Conservation - conservator


A far-reaching term, it refers to the restoration of damaged artwork and also to the preservation for long-term care. If conservation is handled correctly, scientific determination of materials will be done before any conservation processes begins. Conservation methods date back to antiquity when Greek and Roman artisans repaired sculpture and continued forward through the Renaissance into modern times. In 1564 "The Last Judgment" mural by Michelangelo was restored only 24 years after its completion. Until the 19th century, artists ground their own paints and, knowing their "recipes", were quite often the best ones to restore their own work. However, with the onset of factory made paints and variations in quality, persons with special knowledge of the range of paints became professional conservators.
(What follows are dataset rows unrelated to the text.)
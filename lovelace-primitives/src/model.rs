use std::collections::BTreeMap;

use lovelace_codec::minicbor::{self, data::Type, Decode, Encode};
use lovelace_codec::utils::{Bytes, CborWrap, Nullable, PositiveCoin, Set};

use crate::{
    AnchorDataHash, AddrKeyhash, AuxiliaryData, AuxiliaryDataHash, Coin, CostModels, DatumHash, Epoch, ExUnitPrices,
    ExUnits, Genesishash, Hash, Mint, NativeScript, NetworkId, PlutusData, PlutusScript,
    PoolKeyhash, PoolMetadata, RationalNumber, Relay, RewardAccount, ScriptHash, StakeCredential,
    TransactionId, TransactionInput, UnitInterval, Value, VrfKeyhash,
};

pub type Withdrawals = BTreeMap<RewardAccount, Coin>;

pub type RequiredSigners = Set<AddrKeyhash>;

// ----- Outputs

/// Pre-Alonzo array-shaped transaction output
///
/// The optional trailing datum hash is omitted entirely when absent.
#[derive(Debug, PartialEq, Eq, Clone)]
pub struct LegacyTransactionOutput {
    pub address: Bytes,
    pub amount: Value,
    pub datum_hash: Option<DatumHash>,
}

impl<'b, C> minicbor::decode::Decode<'b, C> for LegacyTransactionOutput {
    fn decode(d: &mut minicbor::Decoder<'b>, ctx: &mut C) -> Result<Self, minicbor::decode::Error> {
        let len = d.array()?;

        let address = d.decode_with(ctx)?;
        let amount = d.decode_with(ctx)?;

        let datum_hash = match len {
            Some(2) => None,
            Some(3) => Some(d.decode_with(ctx)?),
            _ => {
                return Err(minicbor::decode::Error::message(
                    "invalid array length for legacy output",
                ))
            }
        };

        Ok(LegacyTransactionOutput {
            address,
            amount,
            datum_hash,
        })
    }
}

impl<C> minicbor::encode::Encode<C> for LegacyTransactionOutput {
    fn encode<W: minicbor::encode::Write>(
        &self,
        e: &mut minicbor::Encoder<W>,
        ctx: &mut C,
    ) -> Result<(), minicbor::encode::Error<W::Error>> {
        match &self.datum_hash {
            Some(hash) => {
                e.array(3)?;
                e.encode_with(&self.address, ctx)?;
                e.encode_with(&self.amount, ctx)?;
                e.encode_with(hash, ctx)?;
            }
            None => {
                e.array(2)?;
                e.encode_with(&self.address, ctx)?;
                e.encode_with(&self.amount, ctx)?;
            }
        }

        Ok(())
    }
}

/// Datum attached to a post-Alonzo output: either a hash or inline data
#[derive(Debug, PartialEq, Eq, Clone)]
pub enum DatumOption {
    Hash(DatumHash),
    Data(CborWrap<PlutusData>),
}

impl<'b, C> minicbor::Decode<'b, C> for DatumOption {
    fn decode(d: &mut minicbor::Decoder<'b>, ctx: &mut C) -> Result<Self, minicbor::decode::Error> {
        d.array()?;

        match d.u8()? {
            0 => Ok(Self::Hash(d.decode_with(ctx)?)),
            1 => Ok(Self::Data(d.decode_with(ctx)?)),
            _ => Err(minicbor::decode::Error::message(
                "invalid variant for datum option",
            )),
        }
    }
}

impl<C> minicbor::Encode<C> for DatumOption {
    fn encode<W: minicbor::encode::Write>(
        &self,
        e: &mut minicbor::Encoder<W>,
        ctx: &mut C,
    ) -> Result<(), minicbor::encode::Error<W::Error>> {
        match self {
            Self::Hash(x) => {
                e.array(2)?;
                e.encode_with(0, ctx)?;
                e.encode_with(x, ctx)?;
            }
            Self::Data(x) => {
                e.array(2)?;
                e.encode_with(1, ctx)?;
                e.encode_with(x, ctx)?;
            }
        }

        Ok(())
    }
}

/// script = [0, native_script // 1, plutus_v1 // 2, plutus_v2 // 3, plutus_v3]
#[derive(Debug, PartialEq, Eq, Clone)]
pub enum ScriptRef {
    NativeScript(NativeScript),
    PlutusV1Script(PlutusScript<1>),
    PlutusV2Script(PlutusScript<2>),
    PlutusV3Script(PlutusScript<3>),
}

impl ScriptRef {
    /// Hash of the wrapped script, with its language discriminant
    pub fn script_hash(&self) -> ScriptHash {
        match self {
            ScriptRef::NativeScript(x) => x.script_hash(),
            ScriptRef::PlutusV1Script(x) => x.script_hash(),
            ScriptRef::PlutusV2Script(x) => x.script_hash(),
            ScriptRef::PlutusV3Script(x) => x.script_hash(),
        }
    }
}

impl<'b, C> minicbor::Decode<'b, C> for ScriptRef {
    fn decode(d: &mut minicbor::Decoder<'b>, ctx: &mut C) -> Result<Self, minicbor::decode::Error> {
        d.array()?;

        match d.u8()? {
            0 => Ok(Self::NativeScript(d.decode_with(ctx)?)),
            1 => Ok(Self::PlutusV1Script(d.decode_with(ctx)?)),
            2 => Ok(Self::PlutusV2Script(d.decode_with(ctx)?)),
            3 => Ok(Self::PlutusV3Script(d.decode_with(ctx)?)),
            _ => Err(minicbor::decode::Error::message(
                "invalid variant for script ref",
            )),
        }
    }
}

impl<C> minicbor::Encode<C> for ScriptRef {
    fn encode<W: minicbor::encode::Write>(
        &self,
        e: &mut minicbor::Encoder<W>,
        ctx: &mut C,
    ) -> Result<(), minicbor::encode::Error<W::Error>> {
        e.array(2)?;

        match self {
            Self::NativeScript(x) => {
                e.encode_with(0, ctx)?;
                e.encode_with(x, ctx)?;
            }
            Self::PlutusV1Script(x) => {
                e.encode_with(1, ctx)?;
                e.encode_with(x, ctx)?;
            }
            Self::PlutusV2Script(x) => {
                e.encode_with(2, ctx)?;
                e.encode_with(x, ctx)?;
            }
            Self::PlutusV3Script(x) => {
                e.encode_with(3, ctx)?;
                e.encode_with(x, ctx)?;
            }
        }

        Ok(())
    }
}

/// Post-Alonzo map-shaped transaction output
#[derive(Encode, Decode, Debug, PartialEq, Eq, Clone)]
#[cbor(map)]
pub struct PostAlonzoTransactionOutput {
    #[n(0)]
    pub address: Bytes,

    #[n(1)]
    pub value: Value,

    #[n(2)]
    pub datum_option: Option<DatumOption>,

    #[n(3)]
    pub script_ref: Option<CborWrap<ScriptRef>>,
}

/// A transaction output in either of its two wire shapes
#[derive(Debug, PartialEq, Eq, Clone)]
pub enum TransactionOutput {
    Legacy(LegacyTransactionOutput),
    PostAlonzo(PostAlonzoTransactionOutput),
}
In 1888, the Staatlich Museum in Berlin developed the first scientific laboratory for Conservation. In 1928, the Fogg Museum at Harvard in Cambridge, Massachusetts organized, for the first time, a laboratory that brought together art historians, scientists and restorers to analyze reasons for deterioration of works of art and solutions. An important part of Conservation is making sure that the process does not do damage to original mediums--in other words, does not alter the integrity of the artwork. The American Institute for Conservation sets a code of ethics and is an organization to which many professional conservators belong. Source: Arthur W. Schultze, General Editor, "Caring for Your Collections", Harry N. Abrams Press, 1992, p. 12.